Well… their market changed. Their industry changed. The technology changed. Their customers changed. And eventually, painfully they went out of business. But even with all these market pressures I don’t think going out of business was inevitable.
They asked the wrong question
One key issue for them was that they were asking themselves the wrong question. In the late 90’s when the success of their company was in the balance Kodak execs were asking the wrong question. And the question frames the answer so they also got the wrong answer. The big question for them was: how do we save the film business?

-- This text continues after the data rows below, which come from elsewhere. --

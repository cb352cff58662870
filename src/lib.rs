//! TribeGate SDK for application permission management
//!
//! This crate lets an application publish a declarative description of the
//! permissions it defines and resolve an authenticated caller's effective
//! permissions against that description, consulting the TribeGate identity
//! service for authentication and role data.
//!
//! The pieces compose in three thin layers:
//! - [`catalog_builder::CatalogBuilder`] assembles an immutable
//!   [`catalog::PermissionCatalog`]
//! - [`discovery`] serves the catalog at the application's well-known path
//! - [`gateway::IdentityGateway`], [`resolver`], and [`guards`] validate
//!   bearer credentials and decide allow/deny per capability

pub mod catalog;
pub mod catalog_builder;
pub mod config;
pub mod discovery;
pub mod error;
pub mod gateway;
#[cfg(any(test, feature = "mock"))]
pub mod gateway_mock;
pub mod guards;
pub mod resolver;
pub mod types;

// Re-export main types for convenience
pub use catalog::{Permission, PermissionCatalog, PermissionEffect, PermissionScope};
pub use catalog_builder::{crud, tribal, CatalogBuilder};
pub use config::SdkConfig;
pub use discovery::{DiscoveryServer, DiscoveryState};
pub use error::{SdkError, SdkResult};
pub use gateway::{IdentityGateway, IdentityGatewayBuilder, IdentityProvider};
#[cfg(any(test, feature = "mock"))]
pub use gateway_mock::GatewayMock;
pub use guards::{bearer_token, with_auth, with_permission, BearerSource};
pub use resolver::{
    check_user_role, resolve_permissions, MemberReadResolver, PermissionResolver,
    PermissionSession, ResolvedPermissions,
};
pub use types::{RoleRecord, UserRecord};
use serde::{Deserialize, Serialize};
use std::env;

use crate::error::{SdkError, SdkResult};

const ENV_IDENTITY_URL: &str = "TRIBEGATE_IDENTITY_URL";
const ENV_APPLICATION: &str = "TRIBEGATE_APPLICATION";
const ENV_TIMEOUT_SECS: &str = "TRIBEGATE_TIMEOUT_SECS";
const ENV_CACHE_MAX_AGE: &str = "TRIBEGATE_CACHE_MAX_AGE";

/// Configuration for an SDK instance.
///
/// The bearer token itself is never part of the configuration; it is
/// sourced per request from caller-controlled storage.
#[derive(Debug, Clone, Serialize, Deserialize)]
pub struct SdkConfig {
    /// Base URL of the identity service
    pub identity_url: String,

    /// Application name, matching the catalog's `applicationName`
    pub application_name: String,

    /// Outbound request timeout in seconds
    #[serde(default = "default_timeout_secs")]
    pub timeout_secs: u64,

    /// Cache lifetime advertised by the discovery endpoint, in seconds
    #[serde(default = "default_cache_max_age")]
    pub cache_max_age: u32,
}

fn default_timeout_secs() -> u64 {
    30
}

fn default_cache_max_age() -> u32 {
    300
}

impl Default for SdkConfig {
    fn default() -> Self {
        Self {
            identity_url: String::new(),
            application_name: String::new(),
            timeout_secs: default_timeout_secs(),
            cache_max_age: default_cache_max_age(),
        }
    }
}

impl SdkConfig {
    /// Create a configuration with default timeout and cache settings
    pub fn new(identity_url: &str, application_name: &str) -> Self {
        Self {
            identity_url: identity_url.to_string(),
            application_name: application_name.to_string(),
            ..Default::default()
        }
    }

    /// Load configuration from `TRIBEGATE_*` environment variables.
    ///
    /// `TRIBEGATE_IDENTITY_URL` and `TRIBEGATE_APPLICATION` are required;
    /// `TRIBEGATE_TIMEOUT_SECS` and `TRIBEGATE_CACHE_MAX_AGE` override the
    /// defaults when present.
    pub fn from_env() -> SdkResult<Self> {
        let identity_url = env::var(ENV_IDENTITY_URL)
            .map_err(|_| SdkError::Config(format!("{} is not set", ENV_IDENTITY_URL)))?;
        let application_name = env::var(ENV_APPLICATION)
            .map_err(|_| SdkError::Config(format!("{} is not set", ENV_APPLICATION)))?;

        let mut config = Self::new(&identity_url, &application_name);

        if let Ok(raw) = env::var(ENV_TIMEOUT_SECS) {
            config.timeout_secs = raw
                .parse()
                .map_err(|_| SdkError::Config(format!("invalid {}: {}", ENV_TIMEOUT_SECS, raw)))?;
        }
        if let Ok(raw) = env::var(ENV_CACHE_MAX_AGE) {
            config.cache_max_age = raw
                .parse()
                .map_err(|_| SdkError::Config(format!("invalid {}: {}", ENV_CACHE_MAX_AGE, raw)))?;
        }

        config.validate()?;
        Ok(config)
    }

    /// Validate the configuration
    pub fn validate(&self) -> SdkResult<()> {
        if self.identity_url.trim().is_empty() {
            return Err(SdkError::Config("identity url is required".to_string()));
        }
        if self.application_name.trim().is_empty() {
            return Err(SdkError::Config("application name is required".to_string()));
        }
        Ok(())
    }
}
use std::io;
use thiserror::Error;

/// Error type for the TribeGate SDK
#[derive(Debug, Error)]
pub enum SdkError {
    /// Credential missing, malformed, or rejected by the identity service
    #[error("Unauthorized: {0}")]
    Unauthorized(String),

    /// Credential valid but insufficient privilege for the operation
    #[error("Forbidden: {0}")]
    Forbidden(String),

    /// Referenced user or resource does not exist upstream
    #[error("Not found: {0}")]
    NotFound(String),

    /// Transport failure or unexpected identity-service response
    #[error("Network error: {0}")]
    Network(String),

    /// Local setup problem: missing builder input, catalog field, or
    /// reference to an undeclared scope
    #[error("Configuration error: {0}")]
    Config(String),

    /// Errors related to serialization/deserialization
    #[error("Serialization error: {0}")]
    Serialization(String),

    /// Errors related to IO operations
    #[error("IO error: {0}")]
    Io(#[from] io::Error),
}

impl SdkError {
    /// True if the caller can recover by re-authenticating.
    pub fn is_unauthorized(&self) -> bool {
        matches!(self, SdkError::Unauthorized(_))
    }

    pub fn is_forbidden(&self) -> bool {
        matches!(self, SdkError::Forbidden(_))
    }

    pub fn is_not_found(&self) -> bool {
        matches!(self, SdkError::NotFound(_))
    }
}

/// Conversion from reqwest::Error to SdkError
impl From<reqwest::Error> for SdkError {
    fn from(error: reqwest::Error) -> Self {
        SdkError::Network(error.to_string())
    }
}

/// Conversion from serde_json::Error to SdkError
impl From<serde_json::Error> for SdkError {
    fn from(error: serde_json::Error) -> Self {
        SdkError::Serialization(error.to_string())
    }
}

/// Result type alias for operations that can result in an SdkError
pub type SdkResult<T> = Result<T, SdkError>;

The answer to how do we save the film business actually isn’t that hard. These are the tactics Kodak used: they developed more merchandising – floor displays, counter units, end caps and check out displays. They offered custom product to retailers, 10 packs for Sam’s club and eensy-wheensy canisters for dollar stores. They innovated within the line – best quality and special effects. They used their might to advertise more: promotions, rebates, contests, and coupons. And do you know what? All of these tactics worked. For a year or two. But inevitably the tactics stopped working because they were busy trying to save a product that was inevitably going to go away. How you frame your problem frames the solution.

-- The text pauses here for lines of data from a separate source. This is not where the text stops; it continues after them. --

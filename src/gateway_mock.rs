use std::collections::{HashMap, HashSet};

use async_trait::async_trait;

use crate::error::{SdkError, SdkResult};
use crate::gateway::IdentityProvider;
use crate::types::{RoleRecord, UserRecord};

/// In-memory [`IdentityProvider`] for tests and local development.
///
/// Users are keyed by bearer token, role lists by address, and permission
/// grants by (address, application, scope) triple. Unknown tokens behave
/// like a 401 from the real service, unknown addresses like a 404.
#[derive(Debug, Default)]
pub struct GatewayMock {
    /// token -> authenticated user
    users: HashMap<String, UserRecord>,
    /// address -> full role records
    roles: HashMap<String, Vec<RoleRecord>>,
    /// granted (address, application, scope) triples
    grants: HashSet<(String, String, String)>,
}

impl GatewayMock {
    pub fn new() -> Self {
        Self::default()
    }

    /// Register a user reachable with the given token
    pub fn with_user(mut self, token: &str, user: UserRecord) -> Self {
        self.users.insert(token.to_string(), user);
        self
    }

    /// Register the role records for an address
    pub fn with_roles(mut self, address: &str, roles: Vec<RoleRecord>) -> Self {
        self.roles.insert(address.to_string(), roles);
        self
    }

    /// Grant one (address, application, scope) permission
    pub fn with_grant(mut self, address: &str, application: &str, scope_id: &str) -> Self {
        self.grants.insert((
            address.to_string(),
            application.to_string(),
            scope_id.to_string(),
        ));
        self
    }

    fn authenticate(&self, token: &str) -> SdkResult<&UserRecord> {
        self.users
            .get(token)
            .ok_or_else(|| SdkError::Unauthorized("credential rejected by identity service".to_string()))
    }
}

#[async_trait]
impl IdentityProvider for GatewayMock {
    async fn validate_credential(&self, token: &str) -> SdkResult<UserRecord> {
        self.authenticate(token).cloned()
    }

    async fn get_user_roles(&self, address: &str, token: &str) -> SdkResult<Vec<RoleRecord>> {
        self.authenticate(token)?;
        self.roles
            .get(address)
            .cloned()
            .ok_or_else(|| SdkError::NotFound(format!("user not found: {}", address)))
    }

    async fn get_user_record(&self, address: &str, token: &str) -> SdkResult<UserRecord> {
        let caller = self.authenticate(token)?;
        if !caller.is_admin {
            return Err(SdkError::Forbidden("admin access required".to_string()));
        }
        self.users
            .values()
            .find(|user| user.eth_address == address)
            .cloned()
            .ok_or_else(|| SdkError::NotFound(format!("user not found: {}", address)))
    }

    async fn check_permission(
        &self,
        address: &str,
        application: &str,
        scope_id: &str,
        token: &str,
    ) -> SdkResult<bool> {
        self.authenticate(token)?;
        // An unknown triple is the 404 case: a denial, not an error
        Ok(self.grants.contains(&(
            address.to_string(),
            application.to_string(),
            scope_id.to_string(),
        )))
    }
}

#[cfg(test)]
mod tests {
    use super::*;

    #[tokio::test]
    async fn test_unknown_token_is_unauthorized() {
        let mock = GatewayMock::new();
        let result = mock.validate_credential("nope").await;
        assert!(matches!(result, Err(SdkError::Unauthorized(_))));
    }

    #[tokio::test]
    async fn test_missing_grant_is_a_denial() {
        let mock = GatewayMock::new().with_user("token", UserRecord::new("0xabc", "Pilot"));
        let allowed = mock
            .check_permission("0xabc", "acme", "tribes:read", "token")
            .await
            .unwrap();
        assert!(!allowed);
    }

    #[tokio::test]
    async fn test_user_record_requires_admin_caller() {
        let mock = GatewayMock::new()
            .with_user("token", UserRecord::new("0xabc", "Pilot"))
            .with_user("admin-token", UserRecord::new("0xroot", "Root").with_admin(true));

        let result = mock.get_user_record("0xabc", "token").await;
        assert!(matches!(result, Err(SdkError::Forbidden(_))));

        let record = mock.get_user_record("0xabc", "admin-token").await.unwrap();
        assert_eq!(record.character_name, "Pilot");
    }
}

How associations ask the wrong question
This is a problem we have in associations as well. When membership is flat or declining. When revenues are soft. We ask how do we grow membership? When you ask how do we grow membership? The answers tend to revolve around the mechanics of membership: optimizing renewals and retention. How many times to we email lapsed members? When do we start the renewal process? The problem is no amount of optimizing is going to work the long term if your association’s business model is broken.
Asking the right question
Let’s go back to Kodak and let’s imagine we are their top executives. We are very worried because revenues have been steadily declining. We have got to figure out some solutions!
This time instead of asking what are we going to do to save the film business we take another approach. We know that our best customers are in these 3 segments: professional photographers, amateur photographers and family photographers. We will start talking to them. What are their challenges, goals, fears and emotions around taking photos, lugging the equipment, protecting the equipment, sorting photos, storing photos, retrieving photos, displaying photos and sharing photos? Our customers would tell us all of their problems. Once we know what our customer’s biggest problems and goals are we can solve them. These solutions would be the innovation and marketing story for the Kodak of the future. How you frame the problem frames the solution.

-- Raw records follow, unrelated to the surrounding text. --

use chrono::{DateTime, Utc};
use serde::{Deserialize, Serialize};

/// A user as reported by the identity service.
#[derive(Debug, Clone, PartialEq, Serialize, Deserialize)]
#[serde(rename_all = "camelCase")]
pub struct UserRecord {
    /// Primary identifier
    pub eth_address: String,

    /// Display name
    pub character_name: String,

    /// Role names claimed for the user. These are claims, not yet resolved
    /// against full role records.
    #[serde(default)]
    pub roles: Vec<String>,

    #[serde(default)]
    pub is_admin: bool,

    /// Tribe membership, if any
    #[serde(default, skip_serializing_if = "Option::is_none")]
    pub tribe_id: Option<i64>,
}

impl UserRecord {
    pub fn new(eth_address: &str, character_name: &str) -> Self {
        Self {
            eth_address: eth_address.to_string(),
            character_name: character_name.to_string(),
            roles: Vec::new(),
            is_admin: false,
            tribe_id: None,
        }
    }

    /// Add a role claim
    pub fn with_role(mut self, role_name: &str) -> Self {
        self.roles.push(role_name.to_string());
        self
    }

    pub fn with_admin(mut self, is_admin: bool) -> Self {
        self.is_admin = is_admin;
        self
    }

    pub fn with_tribe(mut self, tribe_id: i64) -> Self {
        self.tribe_id = Some(tribe_id);
        self
    }
}

/// A role definition held by the identity service. A role whose `is_active`
/// is false must not count toward any permission grant.
#[derive(Debug, Clone, PartialEq, Serialize, Deserialize)]
#[serde(rename_all = "camelCase")]
pub struct RoleRecord {
    pub id: i64,
    pub name: String,
    #[serde(default)]
    pub description: Option<String>,
    pub created_by: String,
    pub created_at: DateTime<Utc>,
    pub updated_at: DateTime<Utc>,
    pub is_active: bool,
}

impl RoleRecord {
    /// Create an active role stamped with the current time
    pub fn new(id: i64, name: &str, created_by: &str) -> Self {
        let now = Utc::now();
        Self {
            id,
            name: name.to_string(),
            description: None,
            created_by: created_by.to_string(),
            created_at: now,
            updated_at: now,
            is_active: true,
        }
    }

    pub fn with_description(mut self, description: &str) -> Self {
        self.description = Some(description.to_string());
        self
    }

    pub fn with_active(mut self, is_active: bool) -> Self {
        self.is_active = is_active;
        self
    }
}

#[cfg(test)]
mod tests {
    use super::*;

    #[test]
    fn test_user_record_wire_shape() {
        let user = UserRecord::new("0xabc", "Pilot").with_role("Fleet Member").with_tribe(7);
        let value = serde_json::to_value(&user).unwrap();

        assert_eq!(value["ethAddress"], "0xabc");
        assert_eq!(value["characterName"], "Pilot");
        assert_eq!(value["roles"][0], "Fleet Member");
        assert_eq!(value["isAdmin"], false);
        assert_eq!(value["tribeId"], 7);
    }

    #[test]
    fn test_user_record_tolerates_missing_optionals() {
        let user: UserRecord = serde_json::from_str(
            r#"{"ethAddress":"0xabc","characterName":"Pilot"}"#,
        )
        .unwrap();

        assert!(user.roles.is_empty());
        assert!(!user.is_admin);
        assert_eq!(user.tribe_id, None);
    }

    #[test]
    fn test_role_record_wire_shape() {
        let json = r#"{
            "id": 3,
            "name": "Fleet Member",
            "description": null,
            "createdBy": "0xadmin",
            "createdAt": "2024-01-01T00:00:00Z",
            "updatedAt": "2024-01-02T00:00:00Z",
            "isActive": true
        }"#;

        let role: RoleRecord = serde_json::from_str(json).unwrap();
        assert_eq!(role.id, 3);
        assert_eq!(role.name, "Fleet Member");
        assert!(role.is_active);
        assert_eq!(role.description, None);
    }
}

How to ask the right question
Be careful not to fall into the wrong question, wrong answer trap. What is one big problem that has been getting your association stuck? Think about how you have been framing that big problem.
- Can you make the question less tactical and more strategic?
- Make sure you are focusing on the root problem not a symptom. Declining membership may be a symptom not a root problem.
- Focus externally. Focus less on what problems you are having and more on what problems your members are having. Solve their problems and they will solve yours.